*Data to use:*

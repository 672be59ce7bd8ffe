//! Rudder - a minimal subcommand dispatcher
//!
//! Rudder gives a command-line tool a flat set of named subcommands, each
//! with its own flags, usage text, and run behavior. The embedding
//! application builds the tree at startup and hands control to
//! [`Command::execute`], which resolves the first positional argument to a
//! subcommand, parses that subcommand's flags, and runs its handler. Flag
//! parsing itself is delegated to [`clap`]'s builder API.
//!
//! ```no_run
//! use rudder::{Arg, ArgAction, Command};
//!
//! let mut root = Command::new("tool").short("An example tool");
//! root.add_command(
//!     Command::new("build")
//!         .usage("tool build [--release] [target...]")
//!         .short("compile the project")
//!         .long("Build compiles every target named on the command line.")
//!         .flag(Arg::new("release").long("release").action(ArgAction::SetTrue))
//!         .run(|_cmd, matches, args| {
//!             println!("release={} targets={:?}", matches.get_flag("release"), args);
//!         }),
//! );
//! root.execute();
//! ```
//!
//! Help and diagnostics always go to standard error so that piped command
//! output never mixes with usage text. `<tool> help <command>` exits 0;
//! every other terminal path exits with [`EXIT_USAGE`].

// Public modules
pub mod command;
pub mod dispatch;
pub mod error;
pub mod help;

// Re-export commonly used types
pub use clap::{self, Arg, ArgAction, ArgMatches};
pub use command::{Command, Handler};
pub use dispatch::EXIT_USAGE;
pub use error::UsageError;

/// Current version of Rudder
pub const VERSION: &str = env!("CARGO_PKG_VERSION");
--
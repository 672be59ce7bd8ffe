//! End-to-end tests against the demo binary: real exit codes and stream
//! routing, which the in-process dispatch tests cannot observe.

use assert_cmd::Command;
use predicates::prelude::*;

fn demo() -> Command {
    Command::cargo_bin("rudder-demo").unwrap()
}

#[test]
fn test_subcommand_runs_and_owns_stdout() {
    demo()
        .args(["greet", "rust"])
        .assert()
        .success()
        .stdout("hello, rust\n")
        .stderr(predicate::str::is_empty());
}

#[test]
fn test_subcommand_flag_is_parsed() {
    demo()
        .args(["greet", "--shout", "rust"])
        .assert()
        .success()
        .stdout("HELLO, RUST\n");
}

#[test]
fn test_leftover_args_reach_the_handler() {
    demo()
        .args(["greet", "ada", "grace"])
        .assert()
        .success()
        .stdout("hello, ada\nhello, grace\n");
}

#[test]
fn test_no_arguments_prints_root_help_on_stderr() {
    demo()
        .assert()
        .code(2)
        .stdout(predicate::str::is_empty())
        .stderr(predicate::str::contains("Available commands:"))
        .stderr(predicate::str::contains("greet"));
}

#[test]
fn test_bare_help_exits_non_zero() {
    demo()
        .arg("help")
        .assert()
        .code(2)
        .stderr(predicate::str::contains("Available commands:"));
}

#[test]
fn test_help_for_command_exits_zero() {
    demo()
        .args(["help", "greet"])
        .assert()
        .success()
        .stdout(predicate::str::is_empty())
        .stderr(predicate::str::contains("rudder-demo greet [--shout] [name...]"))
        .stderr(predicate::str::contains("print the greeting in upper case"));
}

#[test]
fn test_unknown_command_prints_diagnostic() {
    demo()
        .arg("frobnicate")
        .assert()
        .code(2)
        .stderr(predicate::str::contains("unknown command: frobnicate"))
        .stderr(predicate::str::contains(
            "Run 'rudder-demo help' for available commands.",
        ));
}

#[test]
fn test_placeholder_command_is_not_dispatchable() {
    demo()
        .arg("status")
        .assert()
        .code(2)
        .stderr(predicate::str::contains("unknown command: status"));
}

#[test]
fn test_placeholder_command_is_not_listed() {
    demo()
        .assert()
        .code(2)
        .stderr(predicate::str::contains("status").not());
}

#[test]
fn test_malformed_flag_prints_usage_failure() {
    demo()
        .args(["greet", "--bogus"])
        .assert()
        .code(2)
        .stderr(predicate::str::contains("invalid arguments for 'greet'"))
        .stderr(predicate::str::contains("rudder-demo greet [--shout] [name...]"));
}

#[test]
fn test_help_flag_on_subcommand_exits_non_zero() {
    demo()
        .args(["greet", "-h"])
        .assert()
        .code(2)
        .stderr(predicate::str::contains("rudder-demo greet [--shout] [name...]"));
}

*What this task involves:* Using the entries above, return each line in which the word "error" occurs.

*Completed task:*
//! Help and diagnostics always go to standard error so that piped command
pub mod error;
pub use error::UsageError;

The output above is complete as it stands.